Our study showed for the first time that a linear relationship exists between SCD quantified using PCI (2D) and 64Cu-AuNC concentration quantified using PET at a pixel-by-pixel level. A previous study also found a similar linear correlation between SCD quantified using PCD (1D) and the concentration of the delivered agents quantified using ex vivo fluorescence imaging. As mentioned earlier, our previous study demonstrated that the 64Cu radioactivity was linearly correlated with the Au concentration (R2 = 0.94), indicating that the radioactivity of 64Cu can accurately measure the concentration of the AuNCs20. In the current study, the linear relationship identified using in vivo PET was verified with ex vivo quantification of the radioactivity using gamma counting (Fig. 6B) and ex vivo quantification of the gold concentration using ICP-MS (Fig. 6C).
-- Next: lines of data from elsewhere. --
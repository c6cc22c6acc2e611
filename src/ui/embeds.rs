use serenity::{
    all::Timestamp,
    builder::{CreateEmbed, CreateEmbedFooter},
};

use crate::{
    audio::{queue::PlaybackRequest, session::CurrentTrack},
    bot::context::Reply,
};

/// Colours used by embeds.
pub mod colors {
    pub const QUEUE_GREEN: u32 = 0x1DB954;
}

const STANDARD_FOOTER: &str = "🎵 Zion Music";

pub fn create_embed(title: String, description: String, colour: u32) -> CreateEmbed {
    CreateEmbed::new()
        .title(title)
        .description(description)
        .colour(colour)
        .timestamp(Timestamp::now())
        .footer(CreateEmbedFooter::new(STANDARD_FOOTER))
}

/// Numbered listing of the pending requests, or the empty notice.
pub fn create_queue_reply(current: Option<&CurrentTrack>, items: &[PlaybackRequest]) -> Reply {
    if items.is_empty() {
        return Reply::text("📭 Queue is empty.");
    }

    let mut description = String::new();
    if let Some(current) = current {
        description.push_str(&format!("**Now playing:** {}\n\n", current.title));
    }
    let lines: Vec<String> = items
        .iter()
        .enumerate()
        .map(|(i, request)| format!("`{}.` {}", i + 1, request))
        .collect();
    description.push_str(&lines.join("\n"));

    Reply::Embed {
        title: "🎶 Current Queue".to_string(),
        description,
        colour: colors::QUEUE_GREEN,
    }
}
As the ex vivo study measured the average 64Cu-AuNC concentration in each half of the brain slices (Fig. 6A), the values of the measured concentrations (Fig. 6B,C) were lower than those obtained using PET (Fig. 5C).
All the mice were treated using the same FUS parameters; however, the cavitation dose maps and 64Cu-AuNCs delivery outcomes varied (Fig. 4). This variation among repeated FUS-BBBD treatment has been reported before. It can be caused by variation among repeated experiment in parameters that are hard to control, such as the size distribution of microbubbles reaching the targeted brain location45, circulating microbubble concentration in blood46, blood vessel density within the treated region of the brain47, and heterogeneous acoustic property of skull48. This finding justified the need for treatment monitoring to characterize variation among experiments.
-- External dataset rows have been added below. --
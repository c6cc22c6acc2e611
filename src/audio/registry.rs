use dashmap::DashMap;
use serenity::model::id::GuildId;
use std::sync::Arc;
use tokio::sync::mpsc;
use tracing::{debug, info};

use crate::{
    audio::{
        session::{PlaybackSession, TrackEnd},
        voice::VoiceProvider,
    },
    error::{MusicError, MusicResult},
    sources::MediaResolver,
};

/// Guild id to playback session. The only state shared across guilds.
pub struct SessionRegistry {
    sessions: DashMap<GuildId, Arc<PlaybackSession>>,
    voice: Arc<dyn VoiceProvider>,
    resolver: Arc<dyn MediaResolver>,
    default_volume: f32,
}

impl SessionRegistry {
    pub fn new(
        voice: Arc<dyn VoiceProvider>,
        resolver: Arc<dyn MediaResolver>,
        default_volume: f32,
    ) -> Self {
        Self {
            sessions: DashMap::new(),
            voice,
            resolver,
            default_volume,
        }
    }

    /// Returns the guild's session, creating an idle one on first use.
    pub fn get_or_create(&self, guild_id: GuildId) -> Arc<PlaybackSession> {
        self.sessions
            .entry(guild_id)
            .or_insert_with(|| {
                let (session, events) = PlaybackSession::new(
                    guild_id,
                    self.voice.voice_for(guild_id),
                    self.resolver.clone(),
                    self.default_volume,
                );
                let session = Arc::new(session);
                spawn_track_end_worker(&session, events);
                info!("🆕 Created playback session for guild {}", guild_id);
                session
            })
            .clone()
    }

    pub fn get(&self, guild_id: GuildId) -> Option<Arc<PlaybackSession>> {
        self.sessions.get(&guild_id).map(|s| s.clone())
    }

    /// Drops the guild's session. Removing a missing session is a no-op.
    pub fn remove(&self, guild_id: GuildId) -> Option<Arc<PlaybackSession>> {
        let removed = self.sessions.remove(&guild_id).map(|(_, session)| session);
        if removed.is_some() {
            debug!("Removed playback session for guild {}", guild_id);
        }
        removed
    }

    /// `stop`: disconnects the guild's session and forgets it.
    pub async fn stop(&self, guild_id: GuildId) -> MusicResult<()> {
        let session = self.get(guild_id).ok_or(MusicError::NotConnected)?;
        let result = session.stop().await;
        if result.is_ok() {
            self.remove(guild_id);
        }
        result
    }

    /// The transport went away without a `stop` (kicked, channel deleted).
    ///
    /// A late leave event for a call that was already replaced by a fresh
    /// `play` finds the transport connected again and is ignored.
    pub async fn handle_disconnect(&self, guild_id: GuildId) {
        let Some(session) = self.get(guild_id) else {
            return;
        };
        if session.is_connected().await {
            debug!("Ignoring stale disconnect for guild {}", guild_id);
            return;
        }

        if self
            .sessions
            .remove_if(&guild_id, |_, current| Arc::ptr_eq(current, &session))
            .is_some()
        {
            session.shutdown().await;
        }
    }

    #[cfg(test)]
    pub fn len(&self) -> usize {
        self.sessions.len()
    }
}

/// Drains a session's track-end events one at a time.
///
/// Holds only a weak reference so a removed session is freed even while the
/// transport still owns a signal.
fn spawn_track_end_worker(
    session: &Arc<PlaybackSession>,
    mut events: mpsc::UnboundedReceiver<TrackEnd>,
) {
    let session = Arc::downgrade(session);
    tokio::spawn(async move {
        while let Some(end) = events.recv().await {
            let Some(session) = session.upgrade() else {
                break;
            };
            session.handle_track_end(end).await;
        }
    });
}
Our finding that PCI can quantitatively measure the location and concentration of 64Cu-AuNCs delivered by FUS-BBBD is significant because it suggests that PCI can be used to verify localized drug delivery to the targeted brain site without off-target effects in the brain, assess whether the concentration of the delivered agent reaches the desired therapeutic level, and characterize variations among repeated treatments. Real-time PCI needs to be developed in the future to quantify the cavitation dose during the FUS-BBBD treatment and provide feedback control of the FUS parameters during the treatment. This PCI-feedback-controlled FUS-BBBD technique will allow controlling drug delivery location and spatially tailoring the delivered drug concentration to match the needed drug delivery doses at different subvolumes of the diseased brain region. The cavitation dose painting technique is not limited to the delivery of nanoparticles. In future clinical translation, therapeutic agents (e.g., chemotherapeutic drugs, peptides, and proteins) can be radiolabeled and injected to the patient at a low dose (lower than the therapeutic level) after FUS-BBBD treatment. The relationship between SCD and the delivered drug concentration as quantified by PET can be identified to develop the cavitation dose painting technique, which can then be used to estimate and control the delivery of the actual drugs without radiolabeling.
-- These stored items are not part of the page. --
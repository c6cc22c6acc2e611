//! # Sources
//!
//! Turns a queued request (URL or free-form search terms) into something the
//! voice transport can stream.
//!
//! The session layer only sees the [`MediaResolver`] trait; the production
//! implementation is [`youtube::YtDlpResolver`], which shells out to `yt-dlp`
//! for metadata and leaves the actual audio fetch to songbird at play time.

pub mod youtube;

use async_trait::async_trait;
use std::time::Duration;

use crate::error::MusicResult;

pub use youtube::YtDlpResolver;

/// Resolves requests into playable tracks.
///
/// URL requests and search requests take different routes through the
/// resolver but end up as the same [`PlayableTrack`].
#[cfg_attr(test, mockall::automock)]
#[async_trait]
pub trait MediaResolver: Send + Sync {
    /// Resolves a direct video URL.
    async fn resolve_url(&self, url: &str) -> MusicResult<PlayableTrack>;

    /// Resolves free-form search terms to the best match.
    async fn resolve_search(&self, terms: &str) -> MusicResult<PlayableTrack>;
}

/// A resolved, ready-to-stream track.
#[derive(Debug, Clone, PartialEq)]
pub struct PlayableTrack {
    pub title: String,
    pub page_url: String,
    pub duration: Option<Duration>,
    pub audio: AudioHandle,
}

impl PlayableTrack {
    pub fn new(title: impl Into<String>, page_url: impl Into<String>) -> Self {
        let page_url = page_url.into();
        Self {
            title: title.into(),
            audio: AudioHandle::YtDlp(page_url.clone()),
            page_url,
            duration: None,
        }
    }

    pub fn with_duration(mut self, duration: Duration) -> Self {
        self.duration = Some(duration);
        self
    }

    /// Title plus a human readable duration when known.
    pub fn display_title(&self) -> String {
        match self.duration {
            Some(duration) => format!(
                "{} ({})",
                self.title,
                humantime::format_duration(Duration::from_secs(duration.as_secs()))
            ),
            None => self.title.clone(),
        }
    }
}

/// Lazy handle to the audio stream of a track.
///
/// Nothing is fetched until the transport turns the handle into a songbird
/// input, so resolving a track never downloads audio.
#[derive(Debug, Clone, PartialEq)]
pub enum AudioHandle {
    /// Page URL handed to songbird's yt-dlp input.
    YtDlp(String),
    /// Direct media URL streamed over HTTP.
    Http(String),
}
This proof-of-concept study demonstrated the concept of cavitation dose painting. Future work is needed to address several limitations of this study. First, PCI imaged cavitation activity in one coronal plane while PET imaged the radioactivity of the delivered 64Cu-AuNCs in 3D. Future studies are needed to improve the spatial co-registration of PCI and PET by developing 3D PCI techniques. Second, the pixel size of the PET images was 0.8×0.8 mm2 and the pixel size of the PCI was 0.2 × 0.2 mm2. Downsampling of the PCI was performed in order to analyze the pixel-by-pixel correlation between PCI and PET. Future studies using larger animal models (e.g., pigs and non-human primates) will allow us to better characterize the pixel-wise correlation between these two imaging modalities. Third, although almost the whole brain was included in our pixel-by-pixel analysis (Fig. 5C), we did not use the whole brain region as our region of interest because the axial resolution of PCI was low and including regions outside the −1 dB of the SCDmax in the axial direction decreased the correlation coefficient to R2 = 0.45. Future studies need to improve the axial resolution of PCI by developing advanced PCI imaging algorithms36.
Materials and Methods
All animal procedures were reviewed and approved by the Institutional Animal Care and Use Committee of Washington University in St. Louis, in accordance with the National Institutes of Health Guidelines for animal research. C57BL/6 female mice (6–8 weeks, 20–25 g body weight, n = 18 in total) were purchased from Charles River Laboratory (Wilmington, MA, USA). Following a procedure described in our previous publication20, the animals were prepared for FUS sonication by removing the fur on the mouse head and coupled to a water container using ultrasound gel.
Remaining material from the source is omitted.